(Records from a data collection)
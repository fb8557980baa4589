//! User configuration loaded from `.leakgate.toml`.

use std::path::{Path, PathBuf};

use regex::Regex;
use serde::Deserialize;

use leakgate_rules::{Category, Severity};

use crate::error::RuleError;
use crate::rule::{Rule, RuleSet};

/// Project-level configuration loaded from `.leakgate.toml`.
///
/// Controls history depth, file-size limits, exclusions, rule selection,
/// custom rules, and extra sensitive filename patterns. All fields are
/// optional and default to scanning everything with the builtin rules.
#[derive(Debug, Clone, Default, Deserialize)]
pub struct Config {
    /// Maximum file size in bytes. Larger tracked files are skipped with
    /// an informational finding.
    #[serde(default)]
    pub max_file_size: Option<u64>,

    /// Maximum number of commits walked by the history probe.
    #[serde(default)]
    pub max_history_commits: Option<usize>,

    /// Glob patterns for file paths to exclude from content scanning.
    #[serde(default)]
    pub exclude_paths: Vec<String>,

    /// Builtin rule IDs to disable (e.g. `"content-pii/jp-phone"`).
    #[serde(default)]
    pub disabled_rules: Vec<String>,

    /// User-defined detection rules.
    #[serde(default)]
    pub rules: Vec<CustomRule>,

    /// Additional filename globs treated as sensitive by the history probe.
    #[serde(default)]
    pub extra_sensitive_files: Vec<String>,
}

/// A user-defined detection rule declared in `.leakgate.toml`.
///
/// Custom rules are compiled at startup and participate in content and
/// history scanning alongside the builtin rules.
#[derive(Debug, Clone, Deserialize)]
pub struct CustomRule {
    /// Unique identifier, conventionally prefixed with `"custom/"`.
    pub id: String,
    /// Human-readable name shown in summaries.
    pub name: String,
    /// Regular expression used to match leaking text.
    pub regex: String,
    /// Severity assigned to findings from this rule.
    pub severity: Severity,
    /// Category assigned to findings. Defaults to `content-secret`.
    #[serde(default = "default_custom_category")]
    pub category: Category,
    /// Optional longer description. Falls back to `name` if absent.
    #[serde(default)]
    pub description: Option<String>,
    /// Aho-Corasick pre-filter keywords. If non-empty, the rule is only
    /// tested against content that contains at least one keyword.
    #[serde(default)]
    pub keywords: Vec<String>,
    /// Optional remediation text shown in verbose reports.
    #[serde(default)]
    pub remediation: Option<String>,
}

const fn default_custom_category() -> Category {
    Category::ContentSecret
}

impl CustomRule {
    /// Compiles this definition into a [`Rule`] ready for matching.
    ///
    /// Returns `RuleError::InvalidRegex` if the regex is malformed.
    pub fn compile(&self) -> Result<Rule, RuleError> {
        let regex = Regex::new(&self.regex).map_err(|source| RuleError::InvalidRegex {
            id: self.id.clone(),
            source,
        })?;

        Ok(Rule {
            id: self.id.as_str().into(),
            category: self.category,
            name: self.name.as_str().into(),
            description: self
                .description
                .as_deref()
                .unwrap_or(self.name.as_str())
                .into(),
            severity: self.severity,
            regex,
            keywords: self.keywords.iter().map(|s| s.as_str().into()).collect(),
            suppress: None,
            remediation: self
                .remediation
                .as_deref()
                .unwrap_or(self.category.remediation())
                .into(),
        })
    }
}

impl Config {
    /// Creates a default configuration with no overrides.
    #[must_use]
    pub fn new() -> Self {
        Self::default()
    }

    /// Loads configuration from a `.leakgate.toml` file.
    ///
    /// Returns the default configuration if the file does not exist.
    pub fn load(path: &Path) -> Result<Self, ConfigError> {
        if !path.exists() {
            return Ok(Self::new());
        }

        let content = read_file(path)?;
        parse_toml(path, &content)
    }

    /// Parses configuration from a TOML string.
    pub fn from_toml(content: &str) -> Result<Self, ConfigError> {
        toml::from_str(content).map_err(|source| ConfigError::Parse {
            path: PathBuf::from("<inline>"),
            source,
        })
    }

    /// Builds the rule set this configuration selects: every builtin rule
    /// not listed in `disabled_rules`, plus all compiled custom rules.
    pub fn build_rules(&self) -> Result<RuleSet, RuleError> {
        let mut rules = leakgate_rules::builtin_rules()
            .filter(|def| !self.disabled_rules.iter().any(|id| id == def.id))
            .map(Rule::from_def)
            .collect::<Result<Vec<_>, _>>()?;

        for custom in &self.rules {
            rules.push(custom.compile()?);
        }

        Ok(RuleSet::new(rules))
    }
}

fn read_file(path: &Path) -> Result<String, ConfigError> {
    std::fs::read_to_string(path).map_err(|source| ConfigError::Read {
        path: path.to_path_buf(),
        source,
    })
}

fn parse_toml(path: &Path, content: &str) -> Result<Config, ConfigError> {
    toml::from_str(content).map_err(|source| ConfigError::Parse {
        path: path.to_path_buf(),
        source,
    })
}

/// Errors that can occur when reading or parsing a `.leakgate.toml`
/// configuration file.
#[derive(Debug, thiserror::Error)]
pub enum ConfigError {
    /// The config file could not be read from disk.
    #[error("failed to read config '{}': {source}", path.display())]
    Read {
        /// Path to the config file that could not be read.
        path: PathBuf,
        /// The underlying I/O error.
        #[source]
        source: std::io::Error,
    },

    /// The config file contained invalid TOML or unexpected values.
    #[error("failed to parse config '{}': {source}", path.display())]
    Parse {
        /// Path to the config file that could not be parsed.
        path: PathBuf,
        /// The underlying TOML deserialization error.
        #[source]
        source: toml::de::Error,
    },
}

impl ConfigError {
    /// Returns the file path associated with this error.
    #[must_use]
    pub fn path(&self) -> &Path {
        match self {
            Self::Read { path, .. } | Self::Parse { path, .. } => path,
        }
    }
}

Task prompt
From the lines above, copy those that contain the word "shown".

Solution for this exercise
    /// Human-readable name shown in summaries.
    /// Optional remediation text shown in verbose reports.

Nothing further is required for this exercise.